When President Barack Obama came into office there was about $10 trillion in US debt and spending was about $3.0 trillion. When he leaves office, spending will be $4 trillion and the debt will be about $20 trillion. Krugman calls this a success, since “issuing debt is a way to pay for useful things, and we should do more of that when the price is right.”

But Krugman now argues, “The United States suffers from obvious deficiencies in roads, rails, water systems” because of an unprecedented decline in public construction spending.

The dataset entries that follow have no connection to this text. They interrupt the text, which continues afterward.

//! JSON-RPC client for the chain node. The wallet only depends on the
//! [`NodeClient`] trait, so scanning and building run against any backend.

use std::sync::atomic::{AtomicU64, Ordering};
use std::time::Duration;

use futures::future::BoxFuture;
use serde::de::DeserializeOwned;
use serde::{Deserialize, Serialize};
use serde_json::{json, Value};
use tracing::{debug, warn};

use crate::address::{self, ExternalAddress};
use crate::crypto::{self, Key};
use crate::error::{Result, WalletError};
use crate::rct::CtKey;
use crate::transaction::{TokenId, Transaction};

/// A block as the scanner sees it.
#[derive(Debug, Clone, PartialEq, Eq)]
pub struct Block {
    pub height: u64,
    pub hash: Key,
    pub parent_hash: Key,
    pub timestamp: u64,
    pub txs: Vec<BlockTx>,
}

#[derive(Debug, Clone, PartialEq, Eq)]
pub struct BlockTx {
    pub hash: Key,
    /// Signer of account inputs, when the tx has any.
    pub from: Option<ExternalAddress>,
    pub tx: Transaction,
}

/// Arguments of `eth_estimateGas`.
#[derive(Debug, Clone, Default, Serialize, Deserialize)]
pub struct CallRequest {
    pub from: ExternalAddress,
    pub to: ExternalAddress,
    pub value: u128,
    pub data: Vec<u8>,
    pub nonce: u64,
    pub token: TokenId,
}

pub trait NodeClient: Send + Sync {
    fn block_number(&self) -> BoxFuture<'_, Result<u64>>;
    fn get_block(&self, height: u64) -> BoxFuture<'_, Result<Block>>;
    /// Ring members (one-time address and commitment) by global index.
    fn get_outputs(&self, token: TokenId, indices: Vec<u64>) -> BoxFuture<'_, Result<Vec<CtKey>>>;
    fn get_token_balance(&self, addr: ExternalAddress, token: TokenId) -> BoxFuture<'_, Result<u128>>;
    fn get_transaction_count(&self, addr: ExternalAddress) -> BoxFuture<'_, Result<u64>>;
    fn get_code(&self, addr: ExternalAddress) -> BoxFuture<'_, Result<Vec<u8>>>;
    /// Gas units for a plain account call.
    fn estimate_gas(&self, call: CallRequest) -> BoxFuture<'_, Result<u64>>;
    fn get_utxo_gas(&self) -> BoxFuture<'_, Result<u64>>;
    fn send_raw_utxo_transaction(&self, raw: Vec<u8>) -> BoxFuture<'_, Result<Key>>;
    fn chain_version(&self) -> BoxFuture<'_, Result<String>>;
}

#[derive(Debug, Deserialize)]
struct RpcResponse {
    #[serde(default)]
    result: Option<Value>,
    #[serde(default)]
    error: Option<RpcError>,
}

#[derive(Debug, Deserialize)]
struct RpcError {
    code: i64,
    #[serde(default)]
    message: String,
}

#[derive(Debug, Deserialize)]
#[serde(rename_all = "camelCase")]
struct RpcBlock {
    number: String,
    hash: String,
    parent_hash: String,
    timestamp: String,
    #[serde(default)]
    transactions: Vec<RpcTx>,
}

#[derive(Debug, Deserialize)]
struct RpcTx {
    hash: String,
    #[serde(default)]
    from: Option<String>,
    raw: String,
}

#[derive(Debug, Deserialize)]
struct RpcOutput {
    out: String,
    commit: String,
}

fn data_err(what: impl std::fmt::Display) -> WalletError {
    WalletError::DaemonDataErr(what.to_string())
}

/// `0x`-prefixed hex quantity.
pub fn parse_quantity(s: &str) -> Result<u128> {
    let digits = s.strip_prefix("0x").ok_or_else(|| data_err(format!("quantity {s} lacks 0x")))?;
    if digits.is_empty() {
        return Ok(0);
    }
    u128::from_str_radix(digits, 16).map_err(|e| data_err(format!("quantity {s}: {e}")))
}

fn parse_u64(s: &str) -> Result<u64> {
    u64::try_from(parse_quantity(s)?).map_err(|_| data_err(format!("{s} exceeds u64")))
}

pub fn quantity(v: u128) -> String {
    format!("0x{v:x}")
}

fn parse_bytes(s: &str) -> Result<Vec<u8>> {
    hex::decode(s.trim_start_matches("0x")).map_err(data_err)
}

fn parse_key(s: &str) -> Result<Key> {
    crypto::key_from_hex(s).map_err(|_| data_err(format!("bad 32-byte hex {s}")))
}

impl RpcBlock {
    fn into_block(self) -> Result<Block> {
        let mut txs = Vec::with_capacity(self.transactions.len());
        for t in self.transactions {
            let raw = parse_bytes(&t.raw)?;
            let tx = Transaction::from_bytes(&raw).map_err(|e| data_err(format!("tx {}: {e}", t.hash)))?;
            let from = match t.from.as_deref() {
                Some(f) if !f.is_empty() => Some(address::parse_external(f).map_err(data_err)?),
                _ => None,
            };
            txs.push(BlockTx { hash: parse_key(&t.hash)?, from, tx });
        }
        Ok(Block {
            height: parse_u64(&self.number)?,
            hash: parse_key(&self.hash)?,
            parent_hash: parse_key(&self.parent_hash)?,
            timestamp: parse_u64(&self.timestamp)?,
            txs,
        })
    }
}

/// Node client over HTTP with a pooled connection and a per-call deadline.
pub struct HttpNodeClient {
    url: String,
    client: reqwest::Client,
    next_id: AtomicU64,
}

impl HttpNodeClient {
    pub fn new(url: &str, timeout: Duration) -> Result<Self> {
        let client = reqwest::Client::builder()
            .timeout(timeout)
            .build()
            .map_err(|e| WalletError::NoConnectionToDaemon(e.to_string()))?;
        Ok(HttpNodeClient { url: url.to_string(), client, next_id: AtomicU64::new(1) })
    }

    async fn call<T: DeserializeOwned>(&self, method: &str, params: Value) -> Result<T> {
        let id = self.next_id.fetch_add(1, Ordering::Relaxed);
        let body = json!({ "jsonrpc": "2.0", "id": id, "method": method, "params": params });
        debug!(method, id, "node call");
        let resp = self
            .client
            .post(&self.url)
            .json(&body)
            .send()
            .await
            .map_err(|e| WalletError::NoConnectionToDaemon(format!("{method}: {e}")))?;
        let text = resp
            .text()
            .await
            .map_err(|e| WalletError::NoConnectionToDaemon(format!("{method}: {e}")))?;
        if text.is_empty() {
            return Err(WalletError::NoConnectionToDaemon(format!("{method}: empty body")));
        }
        let parsed: RpcResponse =
            serde_json::from_str(&text).map_err(|e| WalletError::DaemonBodyErr(format!("{method}: {e}")))?;
        if let Some(err) = parsed.error {
            if err.code != 0 {
                warn!(method, code = err.code, message = %err.message, "node returned an error");
                return Err(WalletError::DaemonCodeErr { code: err.code, message: err.message });
            }
        }
        let result = parsed.result.unwrap_or(Value::Null);
        serde_json::from_value(result).map_err(|e| data_err(format!("{method}: {e}")))
    }
}

impl NodeClient for HttpNodeClient {
    fn block_number(&self) -> BoxFuture<'_, Result<u64>> {
        Box::pin(async move {
            let h: String = self.call("eth_blockNumber", json!([])).await?;
            parse_u64(&h)
        })
    }

    fn get_block(&self, height: u64) -> BoxFuture<'_, Result<Block>> {
        Box::pin(async move {
            let block: Option<RpcBlock> = self
                .call("eth_getBlockUTXOsByNumber", json!([quantity(u128::from(height)), true]))
                .await?;
            block.ok_or(WalletError::BlockNotFound(height))?.into_block()
        })
    }

    fn get_outputs(&self, token: TokenId, indices: Vec<u64>) -> BoxFuture<'_, Result<Vec<CtKey>>> {
        Box::pin(async move {
            if indices.is_empty() {
                return Ok(Vec::new());
            }
            let args: Vec<Value> = indices
                .iter()
                .map(|i| json!({ "token": address::external_to_string(&token), "index": quantity(u128::from(*i)) }))
                .collect();
            let outputs: Vec<RpcOutput> = self.call("eth_getOutputs", json!([args])).await?;
            if outputs.len() != indices.len() {
                return Err(data_err(format!("asked {} outputs, got {}", indices.len(), outputs.len())));
            }
            outputs
                .iter()
                .map(|o| Ok(CtKey { dest: parse_key(&o.out)?, mask: parse_key(&o.commit)? }))
                .collect()
        })
    }

    fn get_token_balance(&self, addr: ExternalAddress, token: TokenId) -> BoxFuture<'_, Result<u128>> {
        Box::pin(async move {
            let params = json!([address::external_to_string(&addr), "latest", address::external_to_string(&token)]);
            let b: String = self.call("eth_getTokenBalance", params).await?;
            parse_quantity(&b)
        })
    }

    fn get_transaction_count(&self, addr: ExternalAddress) -> BoxFuture<'_, Result<u64>> {
        Box::pin(async move {
            let n: String = self
                .call("eth_getTransactionCount", json!([address::external_to_string(&addr), "latest"]))
                .await?;
            parse_u64(&n)
        })
    }

    fn get_code(&self, addr: ExternalAddress) -> BoxFuture<'_, Result<Vec<u8>>> {
        Box::pin(async move {
            let code: String = self.call("eth_getCode", json!([address::external_to_string(&addr), "latest"])).await?;
            parse_bytes(&code)
        })
    }

    fn estimate_gas(&self, call: CallRequest) -> BoxFuture<'_, Result<u64>> {
        Box::pin(async move {
            let req = json!({
                "from": address::external_to_string(&call.from),
                "to": address::external_to_string(&call.to),
                "data": format!("0x{}", hex::encode(&call.data)),
                "value": quantity(call.value),
                "nonce": quantity(u128::from(call.nonce)),
                "tokenAddress": address::external_to_string(&call.token),
            });
            let gas: String = self.call("eth_estimateGas", json!([req])).await?;
            parse_u64(&gas)
        })
    }

    fn get_utxo_gas(&self) -> BoxFuture<'_, Result<u64>> {
        Box::pin(async move {
            let gas: String = self.call("eth_getUTXOGas", json!([])).await?;
            parse_u64(&gas)
        })
    }

    fn send_raw_utxo_transaction(&self, raw: Vec<u8>) -> BoxFuture<'_, Result<Key>> {
        Box::pin(async move {
            let params = json!([format!("0x{}", hex::encode(&raw))]);
            let hash: String = self.call("eth_sendRawUTXOTransaction", params).await.map_err(|e| match e {
                WalletError::DaemonCodeErr { code, message } => WalletError::SubmitFail(format!("{code}: {message}")),
                other => other,
            })?;
            parse_key(&hash)
        })
    }

    fn chain_version(&self) -> BoxFuture<'_, Result<String>> {
        Box::pin(async move { self.call("eth_getChainVersion", json!([])).await })
    }
}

Perhaps Krugman forgot that President Obama passed an $800 billion-plus stimulus package to fund thousands of projects nationwide that his Administration called “shovel-ready-jobs” to build all of those “roads, rails, water systems.”

Krugman says of Senator Paul Rand and the tens of millions of American citizens demanding government should live within its revenue; “The ironic thing is that these foolish policies, and all the human suffering they created, were sold with appeals to prudence and fiscal responsibility.”

During the Obama Administration’s first six years in office, the US government ran up $8 trillion in debt. The federal government’s “emergency” deficit-spending spree gave credibility for governments around the world to dispense with that “prudence and fiscal responsibility” thing.  Total government debt since 2007 rose from $33 trillion to $58 trillion and is now unsustainably high in some countries, according to McKinsey & Company.

With a potential worldwide government debt crisis swirling on the same day Krugman published ‘Debt is God’, the Dow Jones Industrial Average led all eight major markets down on Friday with a 530.94 points, or -3.1%, crash. Krugman seems to have not made any comment about markets in his New York Times editorial or on his blog.